■ **Exercise instructions**
Every line of the material is to be duplicated precisely.

■ **Record set**
╭──

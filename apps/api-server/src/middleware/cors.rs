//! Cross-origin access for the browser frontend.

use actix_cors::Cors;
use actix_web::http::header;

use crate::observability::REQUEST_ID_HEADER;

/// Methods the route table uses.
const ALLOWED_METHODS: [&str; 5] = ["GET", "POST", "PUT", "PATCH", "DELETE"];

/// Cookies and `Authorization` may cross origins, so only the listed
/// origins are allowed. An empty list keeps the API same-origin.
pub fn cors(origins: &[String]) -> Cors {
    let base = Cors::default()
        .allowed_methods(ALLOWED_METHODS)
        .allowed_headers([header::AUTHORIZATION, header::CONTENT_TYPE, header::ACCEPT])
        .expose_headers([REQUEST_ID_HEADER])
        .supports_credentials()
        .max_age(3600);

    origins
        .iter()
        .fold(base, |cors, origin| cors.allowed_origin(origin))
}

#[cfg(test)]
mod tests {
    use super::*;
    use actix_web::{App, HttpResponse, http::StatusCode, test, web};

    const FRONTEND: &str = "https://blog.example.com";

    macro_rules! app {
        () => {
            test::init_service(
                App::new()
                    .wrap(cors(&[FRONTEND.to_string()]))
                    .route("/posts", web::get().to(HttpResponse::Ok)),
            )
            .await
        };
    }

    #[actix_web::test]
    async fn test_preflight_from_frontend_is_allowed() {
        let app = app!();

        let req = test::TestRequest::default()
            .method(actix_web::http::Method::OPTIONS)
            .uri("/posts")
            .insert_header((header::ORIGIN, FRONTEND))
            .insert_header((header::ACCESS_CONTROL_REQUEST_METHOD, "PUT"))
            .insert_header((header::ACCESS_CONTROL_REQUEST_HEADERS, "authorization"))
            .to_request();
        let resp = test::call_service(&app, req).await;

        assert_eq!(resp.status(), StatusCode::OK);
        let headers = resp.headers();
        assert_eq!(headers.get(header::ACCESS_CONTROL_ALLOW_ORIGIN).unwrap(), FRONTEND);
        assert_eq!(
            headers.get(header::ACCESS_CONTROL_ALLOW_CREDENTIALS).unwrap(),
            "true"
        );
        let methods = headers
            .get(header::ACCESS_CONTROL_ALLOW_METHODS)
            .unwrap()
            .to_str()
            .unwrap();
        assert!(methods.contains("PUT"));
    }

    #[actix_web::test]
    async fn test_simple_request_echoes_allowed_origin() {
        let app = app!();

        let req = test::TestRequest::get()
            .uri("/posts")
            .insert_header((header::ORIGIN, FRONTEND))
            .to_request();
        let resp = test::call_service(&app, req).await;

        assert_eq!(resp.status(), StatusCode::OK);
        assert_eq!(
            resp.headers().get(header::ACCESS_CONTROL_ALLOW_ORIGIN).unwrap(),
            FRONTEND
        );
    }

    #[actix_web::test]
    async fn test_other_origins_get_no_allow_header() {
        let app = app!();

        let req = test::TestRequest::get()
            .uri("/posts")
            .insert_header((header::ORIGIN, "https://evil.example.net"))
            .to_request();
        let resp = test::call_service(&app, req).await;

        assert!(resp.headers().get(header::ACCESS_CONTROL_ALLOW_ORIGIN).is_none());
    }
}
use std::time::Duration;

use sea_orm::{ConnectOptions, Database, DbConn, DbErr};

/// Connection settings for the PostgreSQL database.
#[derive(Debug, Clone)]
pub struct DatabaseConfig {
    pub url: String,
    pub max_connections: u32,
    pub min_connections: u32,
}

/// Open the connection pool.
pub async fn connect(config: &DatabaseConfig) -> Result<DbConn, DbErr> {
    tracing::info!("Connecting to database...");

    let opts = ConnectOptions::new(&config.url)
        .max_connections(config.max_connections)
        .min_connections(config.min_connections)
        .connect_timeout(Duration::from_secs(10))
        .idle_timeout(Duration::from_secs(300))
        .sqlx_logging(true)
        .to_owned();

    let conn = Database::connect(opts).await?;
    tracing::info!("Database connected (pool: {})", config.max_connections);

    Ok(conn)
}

╰──

■ **Solved problem**
filename apps/api-server/src/middleware/cors.rs
//! Cross-origin access for the browser frontend.

use actix_cors::Cors;
use actix_web::http::header;

use crate::observability::REQUEST_ID_HEADER;

/// Methods the route table uses.
const ALLOWED_METHODS: [&str; 5] = ["GET", "POST", "PUT", "PATCH", "DELETE"];

/// Cookies and `Authorization` may cross origins, so only the listed
/// origins are allowed. An empty list keeps the API same-origin.
pub fn cors(origins: &[String]) -> Cors {
    let base = Cors::default()
        .allowed_methods(ALLOWED_METHODS)
        .allowed_headers([header::AUTHORIZATION, header::CONTENT_TYPE, header::ACCEPT])
        .expose_headers([REQUEST_ID_HEADER])
        .supports_credentials()
        .max_age(3600);

    origins
        .iter()
        .fold(base, |cors, origin| cors.allowed_origin(origin))
}

#[cfg(test)]
mod tests {
    use super::*;
    use actix_web::{App, HttpResponse, http::StatusCode, test, web};

    const FRONTEND: &str = "https://blog.example.com";

    macro_rules! app {
        () => {
            test::init_service(
                App::new()
                    .wrap(cors(&[FRONTEND.to_string()]))
                    .route("/posts", web::get().to(HttpResponse::Ok)),
            )
            .await
        };
    }

    #[actix_web::test]
    async fn test_preflight_from_frontend_is_allowed() {
        let app = app!();

        let req = test::TestRequest::default()
            .method(actix_web::http::Method::OPTIONS)
            .uri("/posts")
            .insert_header((header::ORIGIN, FRONTEND))
            .insert_header((header::ACCESS_CONTROL_REQUEST_METHOD, "PUT"))
            .insert_header((header::ACCESS_CONTROL_REQUEST_HEADERS, "authorization"))
            .to_request();
        let resp = test::call_service(&app, req).await;

        assert_eq!(resp.status(), StatusCode::OK);
        let headers = resp.headers();
        assert_eq!(headers.get(header::ACCESS_CONTROL_ALLOW_ORIGIN).unwrap(), FRONTEND);
        assert_eq!(
            headers.get(header::ACCESS_CONTROL_ALLOW_CREDENTIALS).unwrap(),
            "true"
        );
        let methods = headers
            .get(header::ACCESS_CONTROL_ALLOW_METHODS)
            .unwrap()
            .to_str()
            .unwrap();
        assert!(methods.contains("PUT"));
    }

    #[actix_web::test]
    async fn test_simple_request_echoes_allowed_origin() {
        let app = app!();

        let req = test::TestRequest::get()
            .uri("/posts")
            .insert_header((header::ORIGIN, FRONTEND))
            .to_request();
        let resp = test::call_service(&app, req).await;

        assert_eq!(resp.status(), StatusCode::OK);
        assert_eq!(
            resp.headers().get(header::ACCESS_CONTROL_ALLOW_ORIGIN).unwrap(),
            FRONTEND
        );
    }

    #[actix_web::test]
    async fn test_other_origins_get_no_allow_header() {
        let app = app!();

        let req = test::TestRequest::get()
            .uri("/posts")
            .insert_header((header::ORIGIN, "https://evil.example.net"))
            .to_request();
        let resp = test::call_service(&app, req).await;

        assert!(resp.headers().get(header::ACCESS_CONTROL_ALLOW_ORIGIN).is_none());
    }
}
use std::time::Duration;

use sea_orm::{ConnectOptions, Database, DbConn, DbErr};

/// Connection settings for the PostgreSQL database.
#[derive(Debug, Clone)]
pub struct DatabaseConfig {
    pub url: String,
    pub max_connections: u32,
    pub min_connections: u32,
}

/// Open the connection pool.
pub async fn connect(config: &DatabaseConfig) -> Result<DbConn, DbErr> {
    tracing::info!("Connecting to database...");

    let opts = ConnectOptions::new(&config.url)
        .max_connections(config.max_connections)
        .min_connections(config.min_connections)
        .connect_timeout(Duration::from_secs(10))
        .idle_timeout(Duration::from_secs(300))
        .sqlx_logging(true)
        .to_owned();

    let conn = Database::connect(opts).await?;
    tracing::info!("Database connected (pool: {})", config.max_connections);

    Ok(conn)
}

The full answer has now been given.